- Born: Alice June Norma Opie June 27, 1924 New Plymouth, New Zealand
- Died: August 25, 1999 (aged 75) Bulahdelah, New South Wales, Australia
- Citizenship: New Zealand
- Education: New Plymouth Girls' High School; Auckland Training College: Teaching qualification (1943); Christchurch Training College: Speech therapy qualification (1944); Auckland University College : BA (1954).
- Occupations: Speech therapist; Clinical psychologist; Writer;
- Years active: 1940s–1990s
- Known for: Disability rights advocacy; memoir Over My Dead Body
- Notable work: Over My Dead Body (1957) Come and Listen to the Stars Singing (1988) Over My Dead Body: Forty Years On (1996)
- Movement: Disability rights movement

= June Opie =

New Zealand polio survivor and writer (1924–1999)

Alice June Norma Opie (27 June 1924 – 25 August 1999), known as June Opie, was a New Zealand polio survivor, writer, campaigner and clinical psychologist.

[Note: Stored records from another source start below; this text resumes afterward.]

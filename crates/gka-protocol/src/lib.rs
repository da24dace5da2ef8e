//! Group key agreement over IP multicast.
//!
//! Members that only know a multicast group and a service id agree on a
//! shared group secret without a coordinator. The default
//! [`ProtocolVariant::Chained`] variant builds a chain of pairwise
//! Diffie-Hellman agreements: each member admits exactly one newcomer and
//! hands it the sponsor role. [`ProtocolVariant::Distributed`] is a star
//! where the initial sponsor hands out a random secret.
//!
//! Wire format: one type byte followed by a MessagePack body.
//! Crypto: X25519 for agreements, XChaCha20-Poly1305 for the star variant.
//!
//! The protocol state machines are pure: they consume decoded messages and
//! timer expirations and return [`Effect`]s. [`MemberRuntime`] carries the
//! effects out over a [`Transport`].

pub mod config;
pub mod crypto;
pub mod distributed;
pub mod error;
pub mod key_tree;
pub mod member;
pub mod message;
pub mod protocol;
pub mod runtime;
pub mod scheduler;
pub mod types;

pub use config::{MemberConfig, ProtocolVariant, ScatterDelay};
pub use crypto::{KeyExchange, PublicValue, Secret, X25519Exchange};
pub use distributed::DistributedMember;
pub use error::{Absorbed, DecodeError, GkaError};
pub use key_tree::{KeyTree, KeyTreeNode};
pub use member::{MemberDirectory, StrMember};
pub use message::{
    DistributedResponse, Find, MemberInfoRequest, MemberInfoResponse, Message, MessageType,
    NewSponsor, Offer, Request, Response, SynchToken,
};
pub use protocol::{dispatch, KeyAgreementProtocol, MemberStatus};
pub use runtime::{
    Effect, MemberRuntime, ProtocolEvent, RuntimeChannels, RuntimeHandle, Transport,
};
pub use scheduler::{Scheduler, Task};
pub use types::{successor, Endpoint, MemberId, ServiceId};
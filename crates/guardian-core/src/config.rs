//! Configuration — YAML config + env var overrides.

use anyhow::{Context, Result};
use serde::{Deserialize, Serialize};
use std::path::{Path, PathBuf};

pub const CONFIG_FILENAME: &str = "guardian.yaml";

/// Tuning for the emotion engine. Every constant the update rules use lives here.
#[derive(Debug, Clone, PartialEq, Serialize, Deserialize)]
#[serde(default)]
pub struct EmotionConfig {
    /// Linear decay per elapsed second
    pub decay_rate: f64,
    /// CPU or RAM percentage above which the host counts as overloaded
    pub overload_percent: f64,
    /// Battery percentage below which the host counts as low on power
    pub low_battery_percent: f64,
    /// stress up / happiness down on overload
    pub overload_step: f64,
    /// anxiety up / confidence down on low battery
    pub low_battery_step: f64,
    /// happiness up when nothing is wrong
    pub recovery_step: f64,
    pub overload_energy: f64,
    pub low_battery_energy: f64,
    /// Multiplier applied to the energy limit on a nominal cycle (capped at 1.0)
    pub energy_recovery: f64,
    /// curiosity up when the camera sees something
    pub visual_curiosity_step: f64,
}

impl Default for EmotionConfig {
    fn default() -> Self {
        Self {
            decay_rate: 0.015,
            overload_percent: 80.0,
            low_battery_percent: 20.0,
            overload_step: 0.1,
            low_battery_step: 0.1,
            recovery_step: 0.05,
            overload_energy: 0.5,
            low_battery_energy: 0.3,
            energy_recovery: 1.1,
            visual_curiosity_step: 0.1,
        }
    }
}

#[derive(Debug, Clone, Serialize, Deserialize)]
pub struct Config {
    /// Directory holding the state file (relative to the project root unless absolute)
    #[serde(default = "default_state_dir")]
    pub state_dir: String,

    #[serde(default = "default_state_file")]
    pub state_file: String,

    /// Seconds the background loop sleeps between cycles
    #[serde(default = "default_cycle_interval")]
    pub cycle_interval_seconds: u64,

    /// Window over which CPU load is averaged
    #[serde(default = "default_cpu_sample_millis")]
    pub cpu_sample_millis: u64,

    /// Chance per cycle of a standalone reflection
    #[serde(default = "default_reflection_probability")]
    pub reflection_probability: f64,

    /// Chance per cycle of a dream replay
    #[serde(default = "default_dream_probability")]
    pub dream_probability: f64,

    /// anxiety + fear above this flags instability
    #[serde(default = "default_instability_threshold")]
    pub instability_threshold: f64,

    /// In-memory memory log bound
    #[serde(default = "default_memory_capacity")]
    pub memory_capacity: usize,

    /// Memory entries written to disk
    #[serde(default = "default_persisted_memory")]
    pub persisted_memory: usize,

    #[serde(default = "default_resource_history")]
    pub resource_history_capacity: usize,

    /// Recursion counter wraps from this value back to 1
    #[serde(default = "default_recursion_wrap")]
    pub recursion_wrap: u32,

    /// Save every N background cycles (0 disables)
    #[serde(default = "default_autosave_cycles")]
    pub autosave_cycles: u32,

    /// Wikipedia REST base URL
    #[serde(default = "default_lookup_base_url")]
    pub lookup_base_url: String,

    #[serde(default = "default_lookup_timeout")]
    pub lookup_timeout_seconds: u64,

    #[serde(default)]
    pub emotion: EmotionConfig,

    /// Resolved project root (set at load time, not serialized from YAML)
    #[serde(skip)]
    pub project_root: PathBuf,
}

fn default_state_dir() -> String {
    "guardian_data".into()
}
fn default_state_file() -> String {
    "state.json".into()
}
fn default_cycle_interval() -> u64 {
    5
}
fn default_cpu_sample_millis() -> u64 {
    1000
}
fn default_reflection_probability() -> f64 {
    0.1
}
fn default_dream_probability() -> f64 {
    0.05
}
fn default_instability_threshold() -> f64 {
    0.6
}
fn default_memory_capacity() -> usize {
    1000
}
fn default_persisted_memory() -> usize {
    100
}
fn default_resource_history() -> usize {
    20
}
fn default_recursion_wrap() -> u32 {
    100
}
fn default_autosave_cycles() -> u32 {
    12
}
fn default_lookup_base_url() -> String {
    "https://en.wikipedia.org/api/rest_v1".into()
}
fn default_lookup_timeout() -> u64 {
    5
}

impl Config {
    /// Load config from a YAML file with env var overrides.
    pub fn load(config_path: &Path) -> Result<Self> {
        let content = std::fs::read_to_string(config_path)
            .with_context(|| format!("Failed to read config: {}", config_path.display()))?;

        let mut config: Config =
            serde_yaml::from_str(&content).context("Failed to parse guardian.yaml")?;

        config.project_root = config_path
            .parent()
            .unwrap_or(Path::new("."))
            .to_path_buf()
            .canonicalize()
            .unwrap_or_else(|_| {
                config_path
                    .parent()
                    .unwrap_or(Path::new("."))
                    .to_path_buf()
            });

        config.apply_env_overrides()?;
        config.validate()?;
        Ok(config)
    }

    /// Load `project_root/guardian.yaml` if present, otherwise defaults (env overrides still apply).
    pub fn load_or_default(project_root: &Path) -> Result<Self> {
        let config_path = project_root.join(CONFIG_FILENAME);
        if config_path.is_file() {
            return Self::load(&config_path);
        }

        let mut config = Config {
            project_root: project_root.to_path_buf(),
            ..Config::default()
        };
        config.apply_env_overrides()?;
        config.validate()?;
        Ok(config)
    }

    fn apply_env_overrides(&mut self) -> Result<()> {
        if let Ok(dir) = std::env::var("GUARDIAN_STATE_DIR") {
            self.state_dir = dir;
        }
        if let Ok(secs) = std::env::var("GUARDIAN_CYCLE_SECONDS") {
            self.cycle_interval_seconds = secs
                .parse()
                .with_context(|| format!("GUARDIAN_CYCLE_SECONDS is not a number: {}", secs))?;
        }
        if let Ok(url) = std::env::var("GUARDIAN_LOOKUP_URL") {
            self.lookup_base_url = url;
        }
        if let Ok(n) = std::env::var("GUARDIAN_AUTOSAVE_CYCLES") {
            self.autosave_cycles = n
                .parse()
                .with_context(|| format!("GUARDIAN_AUTOSAVE_CYCLES is not a number: {}", n))?;
        }
        Ok(())
    }

    fn validate(&self) -> Result<()> {
        for (name, p) in [
            ("reflection_probability", self.reflection_probability),
            ("dream_probability", self.dream_probability),
        ] {
            if !(0.0..=1.0).contains(&p) {
                anyhow::bail!("{} must be within [0, 1], got {}", name, p);
            }
        }
        if self.memory_capacity == 0 || self.persisted_memory == 0 {
            anyhow::bail!("memory capacities must be greater than zero");
        }
        if self.resource_history_capacity == 0 {
            anyhow::bail!("resource_history_capacity must be greater than zero");
        }
        if self.recursion_wrap == 0 {
            anyhow::bail!("recursion_wrap must be greater than zero");
        }
        if self.emotion.decay_rate < 0.0 {
            anyhow::bail!("emotion.decay_rate must not be negative");
        }
        Ok(())
    }

    /// Full path of the persisted state document.
    pub fn state_path(&self) -> PathBuf {
        let dir = Path::new(&self.state_dir);
        let dir = if dir.is_absolute() {
            dir.to_path_buf()
        } else {
            self.project_root.join(dir)
        };
        dir.join(&self.state_file)
    }
}

impl Default for Config {
    fn default() -> Self {
        Self {
            state_dir: default_state_dir(),
            state_file: default_state_file(),
            cycle_interval_seconds: default_cycle_interval(),
            cpu_sample_millis: default_cpu_sample_millis(),
            reflection_probability: default_reflection_probability(),
            dream_probability: default_dream_probability(),
            instability_threshold: default_instability_threshold(),
            memory_capacity: default_memory_capacity(),
            persisted_memory: default_persisted_memory(),
            resource_history_capacity: default_resource_history(),
            recursion_wrap: default_recursion_wrap(),
            autosave_cycles: default_autosave_cycles(),
            lookup_base_url: default_lookup_base_url(),
            lookup_timeout_seconds: default_lookup_timeout(),
            emotion: EmotionConfig::default(),
            project_root: PathBuf::new(),
        }
    }
}
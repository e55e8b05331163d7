//! Knowledge lookup — topic summaries from the Wikipedia REST API.

use std::time::Duration;

use async_trait::async_trait;
use reqwest::Url;
use tracing::{info, warn};

use crate::config::Config;
use crate::error::{GuardianError, Result};

/// Fails soft: any error or empty result is `None`.
#[async_trait]
pub trait KnowledgeLookup: Send + Sync {
    async fn lookup(&self, topic: &str) -> Option<String>;
}

pub struct WikipediaLookup {
    client: reqwest::Client,
    base_url: String,
}

impl WikipediaLookup {
    pub fn new(base_url: &str, timeout: Duration) -> Result<Self> {
        let client = reqwest::Client::builder()
            .user_agent("Guardian/0.1 (knowledge lookup)")
            .timeout(timeout)
            .build()
            .map_err(|e| GuardianError::LookupFailure(e.to_string()))?;
        Ok(Self {
            client,
            base_url: base_url.to_string(),
        })
    }

    pub fn from_config(config: &Config) -> Result<Self> {
        Self::new(
            &config.lookup_base_url,
            Duration::from_secs(config.lookup_timeout_seconds),
        )
    }

    /// `<base>/page/summary/<Topic_With_Underscores>`, percent-encoded.
    fn summary_url(&self, topic: &str) -> Result<Url> {
        let mut url = Url::parse(&self.base_url)
            .map_err(|e| GuardianError::LookupFailure(format!("bad base URL: {}", e)))?;
        url.path_segments_mut()
            .map_err(|_| GuardianError::LookupFailure("base URL cannot take a path".into()))?
            .pop_if_empty()
            .push("page")
            .push("summary")
            .push(&topic.trim().replace(' ', "_"));
        Ok(url)
    }

    async fn fetch(&self, topic: &str) -> Result<Option<String>> {
        let url = self.summary_url(topic)?;
        let resp = self
            .client
            .get(url)
            .send()
            .await
            .map_err(|e| GuardianError::LookupFailure(e.to_string()))?;

        let status = resp.status();
        if !status.is_success() {
            return Err(GuardianError::LookupFailure(format!("HTTP {}", status)));
        }

        let body: serde_json::Value = resp
            .json()
            .await
            .map_err(|e| GuardianError::LookupFailure(e.to_string()))?;
        Ok(extract_summary(&body))
    }
}

#[async_trait]
impl KnowledgeLookup for WikipediaLookup {
    async fn lookup(&self, topic: &str) -> Option<String> {
        match self.fetch(topic).await {
            Ok(Some(text)) => {
                info!("Looked up '{}' ({} chars)", topic, text.len());
                Some(text)
            }
            Ok(None) => {
                info!("No summary for '{}'", topic);
                None
            }
            Err(e) => {
                warn!("Lookup for '{}' failed: {}", topic, e);
                None
            }
        }
    }
}

fn extract_summary(body: &serde_json::Value) -> Option<String> {
    body.get("extract")
        .and_then(|v| v.as_str())
        .map(str::trim)
        .filter(|s| !s.is_empty())
        .map(String::from)
}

==Early life and education==
Opie was born in New Plymouth on 27 June 1924, and lived as a child in Mōkau, north Taranaki. She was educated at New Plymouth Girls' High School and then qualified in teaching at Auckland Training College and in speech therapy at Christchurch Training College. She worked as a speech therapist for Whāngārei education department, before setting sail for England in 1947, planning to stay two years to teach and to observe speech therapy clinics.

==Polio and later life==
Opie contracted polio during the voyage, falling ill after two days in London. She was admitted to St Mary's Hospital and spent ten weeks in an iron lung. She then spent over a year in a plaster cast, and a total of two years in the hospital. She learned to walk with crutches and calipers, which was considered "a remarkable achievement given the extent of her initial paralysis". In 1949 she sailed back to New Zealand. At Auckland Hospital she was told she would spend the rest of her life living in institutions, at which point she left the hospital and moved first to her mother's home and then to a friend's spa-hotel in Helensville. In 1954 she graduated from the University of Auckland with a BA in philosophy.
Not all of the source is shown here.